Welcome to Wikipedia. Your question appears to be a homework question. I apologize if this is a misinterpretation, but it is our aim here not to do people's homework for them, but to merely aid them in doing it themselves. Letting someone else do your homework does not help you learn nearly as much as doing it yourself. Please attempt to solve the problem or answer the question yourself first. If you need help with a specific part of your homework, feel free to tell us where you are stuck and ask for help. If you need help grasping the concept of a problem, by all means let us know.
SteveBaker (talk) 14:03, 27 January 2009 (UTC)[reply]

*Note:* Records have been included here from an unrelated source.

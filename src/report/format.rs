//! Formatted terminal output.
//!
//! We keep formatting code in one place so:
//! - the correction/extraction code stays clean and testable
//! - output changes are localized (important for snapshot tests)

use crate::domain::{AnalysisOutput, InsertionLossProfile, Operation, ResultFile};
use crate::io::ingest::IngestedTrace;
use crate::report::{summarize, table_indices};

/// Rows in the cutback loss table.
const LOSS_TABLE_ROWS: usize = 9;

/// One line per input: provenance, sample range and skipped rows.
pub fn format_ingest_summary(ingested: &IngestedTrace) -> String {
    let s = &ingested.stats;
    let mut out = format!(
        "{} [{}]: n={} | wavelength=[{:.3}, {:.3}] | power=[{:.2}, {:.2}]dB",
        ingested.source.display(),
        ingested.channel,
        s.n_points,
        s.wavelength_min,
        s.wavelength_max,
        s.power_min,
        s.power_max,
    );
    if !ingested.row_errors.is_empty() {
        out.push_str(&format!(
            " | skipped {} of {} rows",
            ingested.row_errors.len(),
            ingested.rows_read
        ));
    }
    out
}

/// Full run summary: operation header, inputs, then the output metrics.
pub fn format_run_summary(operation: Operation, inputs: &[IngestedTrace], output: &AnalysisOutput) -> String {
    let mut out = String::new();

    out.push_str(&format!("=== sweep - {} ===\n", operation.display_name()));
    out.push_str("Inputs:\n");
    for i in inputs {
        out.push_str(&format!("- {}\n", format_ingest_summary(i)));
    }
    out.push('\n');
    out.push_str(&format_output(output));

    out
}

/// Summary of a saved result document.
pub fn format_result_file(file: &ResultFile) -> String {
    let mut out = String::new();

    out.push_str(&format!("=== {} - {} ===\n", file.tool, file.operation.display_name()));
    out.push_str(&format!("Generated: {}\n", file.generated.to_rfc3339()));
    out.push_str("Inputs:\n");
    for i in &file.inputs {
        out.push_str(&format!("- {i}\n"));
    }
    out.push('\n');
    out.push_str(&format_output(&file.output));

    out
}

/// Metrics of one analysis output.
pub fn format_output(output: &AnalysisOutput) -> String {
    let mut out = String::new();

    match output {
        AnalysisOutput::Correction {
            trace,
            result,
            envelope,
            bandwidth,
        } => {
            if let Some(s) = summarize(&result.fit_curve) {
                out.push_str(&format!("Fit curve: [{:.3}, {:.3}]dB\n", s.min, s.max));
            }
            if let Some(s) = summarize(&result.corrected_power) {
                out.push_str(&format!(
                    "Corrected: [{:.3}, {:.3}]dB | mean={:.3}dB | spread={:.3}dB\n",
                    s.min, s.max, s.mean, s.spread
                ));
            }
            if !envelope.is_empty() {
                out.push_str(&format!(
                    "Envelope: {} reference samples kept of {}\n",
                    envelope.len(),
                    trace.len()
                ));
            }
            if let Some(bw) = bandwidth {
                out.push_str(&format!(
                    "Bandwidth: {:.4} nm around {:.4} nm\n",
                    bw.bandwidth, bw.central_wavelength
                ));
            }
        }
        AnalysisOutput::Cutback {
            wavelength,
            counts,
            target_wavelength,
            profile,
        } => {
            let counts: Vec<String> = counts.iter().map(|c| c.to_string()).collect();
            out.push_str(&format!("Unit counts: {}\n", counts.join(", ")));
            out.push_str(&format!(
                "Loss at {target_wavelength:.4} nm: {:.4} dB/unit\n",
                profile.loss_at_wavelength
            ));
            if let Some(s) = summarize(&profile.loss_vs_wavelength) {
                out.push_str(&format!(
                    "Loss across band (fit): [{:.4}, {:.4}] | mean={:.4} dB/unit\n",
                    s.min, s.max, s.mean
                ));
            }
            out.push('\n');
            out.push_str(&format_loss_table(wavelength, profile));
        }
        AnalysisOutput::Bandwidth {
            threshold, result, ..
        } => {
            out.push_str(&format!("Threshold: {threshold:.2} dB below peak\n"));
            out.push_str(&format!("Bandwidth: {:.4} nm\n", result.bandwidth));
            out.push_str(&format!("Center: {:.4} nm\n", result.central_wavelength));
        }
    }

    out
}

fn format_loss_table(wavelength: &[f64], profile: &InsertionLossProfile) -> String {
    let mut out = String::new();
    out.push_str(&format!("{:>12} {:>14} {:>14}\n", "wavelength", "loss_fit", "loss_raw"));
    out.push_str(&format!("{:-<12} {:-<14} {:-<14}\n", "", "", ""));

    for i in table_indices(wavelength.len(), LOSS_TABLE_ROWS) {
        out.push_str(&format!(
            "{:>12.4} {:>14.5} {:>14.5}\n",
            wavelength[i], profile.loss_vs_wavelength[i], profile.loss_vs_wavelength_raw[i]
        ));
    }

    out
}

#[cfg(test)]
mod tests {
    use std::path::PathBuf;

    use super::*;
    use crate::domain::{BandwidthResult, CorrectionResult, Trace};
    use crate::io::ingest::RowError;

    fn ingested() -> IngestedTrace {
        let trace = Trace::new(vec![1550.0, 1551.0, 1552.0], vec![-3.0, -1.0, -2.0]).unwrap();
        IngestedTrace::from_trace(trace, PathBuf::from("dut.csv"), "power".to_string()).unwrap()
    }

    #[test]
    fn ingest_summary_mentions_skipped_rows() {
        let mut i = ingested();
        assert_eq!(
            format_ingest_summary(&i),
            "dut.csv [power]: n=3 | wavelength=[1550.000, 1552.000] | power=[-3.00, -1.00]dB"
        );

        i.rows_read = 4;
        i.row_errors.push(RowError {
            line: 3,
            message: "bad".to_string(),
        });
        assert!(format_ingest_summary(&i).ends_with("| skipped 1 of 4 rows"));
    }

    #[test]
    fn correction_summary_lists_bandwidth() {
        let i = ingested();
        let output = AnalysisOutput::Correction {
            trace: i.trace.clone(),
            result: CorrectionResult {
                corrected_power: vec![-2.0, 0.0, -1.0],
                fit_curve: vec![-1.0, -1.0, -1.0],
            },
            envelope: Vec::new(),
            bandwidth: Some(BandwidthResult {
                bandwidth: 2.0,
                central_wavelength: 1551.0,
            }),
        };
        let txt = format_run_summary(Operation::Baseline, &[i], &output);
        assert!(txt.starts_with("=== sweep - baseline correction ===\n"));
        assert!(txt.contains("Corrected: [-2.000, 0.000]dB | mean=-1.000dB"));
        assert!(txt.contains("Bandwidth: 2.0000 nm around 1551.0000 nm"));
        assert!(!txt.contains("Envelope:"));
    }

    #[test]
    fn cutback_table_has_header_and_rows() {
        let wavelength: Vec<f64> = (0..5).map(|i| 1540.0 + i as f64 * 5.0).collect();
        let output = AnalysisOutput::Cutback {
            wavelength: wavelength.clone(),
            counts: vec![0, 5, 10],
            target_wavelength: 1550.0,
            profile: InsertionLossProfile {
                loss_at_wavelength: -0.2,
                loss_vs_wavelength: vec![-0.2; 5],
                loss_vs_wavelength_raw: vec![-0.21; 5],
            },
        };
        let txt = format_output(&output);
        assert!(txt.contains("Unit counts: 0, 5, 10\n"));
        assert!(txt.contains("Loss at 1550.0000 nm: -0.2000 dB/unit"));
        // header + rule + one row per sample
        let table_lines = txt.lines().skip_while(|l| !l.contains("loss_fit")).count();
        assert_eq!(table_lines, 2 + 5);
    }
}
//! Lookup table approximations of sigmoid and tanh.  Both are nearest-bucket (truncating)
//! lookups over a bounded domain; arguments outside the bound saturate to the asymptotes.

const SIGMOID_TABLE_SIZE: usize = 1000;
const SIGMOID_BOUND: f32 = 6.;
const TANH_TABLE_SIZE: usize = 1000;
const TANH_BOUND: f32 = 4.;

#[derive(Debug, Clone)]
struct BoundedTable {
    table: Vec<f32>,
    bound: f32,
    scale: f32,
    low: f32,
    high: f32
}

impl BoundedTable {
    fn new(size: usize, bound: f32, low: f32, high: f32, f: impl Fn(f64) -> f64) -> Self {
        // One extra bucket so that x == bound lands inside the table
        let table = (0..=size).map(|i| {
            let x = (i as f64 / size as f64 * 2. - 1.) * bound as f64;
            f(x) as f32
        }).collect();

        BoundedTable { table, bound, scale: size as f32 / bound / 2., low, high }
    }

    #[inline]
    fn get(&self, x: f32) -> f32 {
        if x > self.bound {
            self.high
        } else if x < -self.bound {
            self.low
        } else {
            let idx = ((x + self.bound) * self.scale) as usize;
            self.table[idx.min(self.table.len() - 1)]
        }
    }
}

#[derive(Debug, Clone)]
pub struct FastMath {
    sigmoid: BoundedTable,
    tanh: BoundedTable
}

impl FastMath {
    pub fn new() -> Self {
        FastMath {
            sigmoid: BoundedTable::new(SIGMOID_TABLE_SIZE, SIGMOID_BOUND, 0., 1., |x| {
                let e = x.exp();
                e / (e + 1.)
            }),
            tanh: BoundedTable::new(TANH_TABLE_SIZE, TANH_BOUND, -1., 1., f64::tanh)
        }
    }

    #[inline]
    pub fn sigmoid(&self, x: f32) -> f32 {
        self.sigmoid.get(x)
    }

    #[inline]
    pub fn tanh(&self, x: f32) -> f32 {
        self.tanh.get(x)
    }
}

impl Default for FastMath {
    fn default() -> Self {
        FastMath::new()
    }
}

#[cfg(test)]
mod fast_math_tests {
    use super::*;

    #[test]
    fn test_saturation() {
        let fm = FastMath::new();
        assert_eq!(fm.sigmoid(6.5), 1.);
        assert_eq!(fm.sigmoid(-100.), 0.);
        assert_eq!(fm.tanh(4.01), 1.);
        assert_eq!(fm.tanh(-7.), -1.);
    }

    #[test]
    fn test_bounds_in_table() {
        let fm = FastMath::new();
        assert!((fm.sigmoid(6.) - 6f32.exp() / (6f32.exp() + 1.)).abs() < 1e-4);
        assert!((fm.tanh(4.) - 4f32.tanh()).abs() < 1e-6);
        assert!((fm.tanh(-4.) + 4f32.tanh()).abs() < 1e-6);
    }

    #[test]
    fn test_approximation() {
        let fm = FastMath::new();
        let mut x = -5.9f32;
        while x < 5.9 {
            let exact = 1. / (1. + (-x).exp());
            assert!((fm.sigmoid(x) - exact).abs() < 0.01, "sigmoid({})", x);
            if x.abs() < 4. {
                assert!((fm.tanh(x) - x.tanh()).abs() < 0.01, "tanh({})", x);
            }
            x += 0.013;
        }
    }

    #[test]
    fn test_tanh_sign() {
        let fm = FastMath::new();
        assert_eq!(fm.tanh(0.), 0.);
        assert!(fm.tanh(-1e-4) < 0.);
        assert!(fm.tanh(1e-4) >= 0.);
    }

}
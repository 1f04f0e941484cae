//! Open addressing table aggregating (source, target) observations into counts.  The index array
//! stores positions into a separate record sequence, so the records can be grown and finally
//! compacted without disturbing the hash slots.
use crate::error::{BinneError,Result};

const EMPTY: usize = usize::MAX;

/// One aggregated observation.  For node-context pairs `target` is a node id; for node-attribute
/// pairs it is an attribute id.
#[derive(Debug, Clone, Copy, PartialEq, Eq)]
pub struct PairRecord {
    pub source: usize,
    pub target: usize,
    pub count: u64
}

/// What to do when the index array runs out of room.
#[derive(Debug, Clone, Copy, PartialEq, Eq)]
pub enum CapacityPolicy {
    /// Double the index and rehash once the load factor passes 3/4.
    Grow,

    /// Fixed capacity; a probe that wraps the whole index is an error.
    Abort
}

enum Probe {
    Found(usize),
    Vacant(usize)
}

pub struct PairTable {
    name: &'static str,

    /// Number of distinct values `target` can take
    keyspace: usize,
    index: Vec<usize>,
    records: Vec<PairRecord>,
    policy: CapacityPolicy
}

impl PairTable {
    pub fn new(
        name: &'static str,
        keyspace: usize,
        capacity: usize,
        policy: CapacityPolicy
    ) -> Self {
        let capacity = capacity.max(1);
        PairTable {
            name,
            keyspace,
            index: vec![EMPTY; capacity],
            records: Vec::new(),
            policy
        }
    }

    #[inline]
    fn hash(&self, source: usize, target: usize) -> usize {
        let h = source as u128 * self.keyspace as u128 + target as u128;
        (h % self.index.len() as u128) as usize
    }

    /// Linear probing with wraparound, starting at the home slot of the key.
    fn probe(&self, source: usize, target: usize) -> Result<Probe> {
        let capacity = self.index.len();
        let mut slot = self.hash(source, target);
        for _ in 0..capacity {
            let pos = self.index[slot];
            if pos == EMPTY {
                return Ok(Probe::Vacant(slot))
            }
            let record = &self.records[pos];
            if record.source == source && record.target == target {
                return Ok(Probe::Found(pos))
            }
            slot = (slot + 1) % capacity;
        }
        Err(BinneError::CapacityExhausted { table: self.name, capacity })
    }

    /// Position of the record for (source, target) in the record sequence, if it was seen.
    pub fn lookup(&self, source: usize, target: usize) -> Result<Option<usize>> {
        Ok(match self.probe(source, target)? {
            Probe::Found(pos) => Some(pos),
            Probe::Vacant(_) => None
        })
    }

    /// Adds `weight` to the pair's count, creating the record with count `weight` on first
    /// observation.  Returns the record position.
    pub fn insert_or_increment(&mut self, source: usize, target: usize, weight: u64) -> Result<usize> {
        if self.policy == CapacityPolicy::Grow && (self.records.len() + 1) * 4 > self.index.len() * 3 {
            self.grow()?;
        }

        match self.probe(source, target)? {
            Probe::Found(pos) => {
                self.records[pos].count += weight;
                Ok(pos)
            },
            Probe::Vacant(slot) => {
                let pos = self.records.len();
                self.records.push(PairRecord { source, target, count: weight });
                self.index[slot] = pos;
                Ok(pos)
            }
        }
    }

    /// Unit increment, used for co-occurrences found by walks.
    pub fn increment(&mut self, source: usize, target: usize) -> Result<usize> {
        self.insert_or_increment(source, target, 1)
    }

    fn grow(&mut self) -> Result<()> {
        let capacity = self.index.len() * 2;
        self.index.clear();
        self.index.resize(capacity, EMPTY);
        for pos in 0..self.records.len() {
            let PairRecord { source, target, .. } = self.records[pos];
            match self.probe(source, target)? {
                Probe::Vacant(slot) => self.index[slot] = pos,
                Probe::Found(_) => unreachable!("records are unique by construction")
            }
        }
        Ok(())
    }

    #[cfg(test)]
    fn get(&self, pos: usize) -> &PairRecord {
        &self.records[pos]
    }

    #[cfg(test)]
    fn len(&self) -> usize {
        self.records.len()
    }

    #[cfg(test)]
    fn capacity(&self) -> usize {
        self.index.len()
    }

    /// Drops the index and returns the records, shrunk to fit.
    pub fn into_records(self) -> Vec<PairRecord> {
        let mut records = self.records;
        records.shrink_to_fit();
        records
    }
}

There's nothing wrong with telling people generally how to go about thinking of how to answer questions when it is clear that's probably what is at stake here. Saying "do your own homework" is concise but it isn't always the most useful answer (and I mean "useful" here in the true sense, not in the sense that giving them the answer would be "useful" in the long run). Teach a man to fish, and all that. --140.247.241.150 (talk) 17:51, 27 January 2009 (UTC)[reply]
I too thought "gender mainstreaming" was just meaningless jargon, but truly we have an article on everything. Gandalf61 (talk) 17:01, 27 January 2009 (UTC)[reply]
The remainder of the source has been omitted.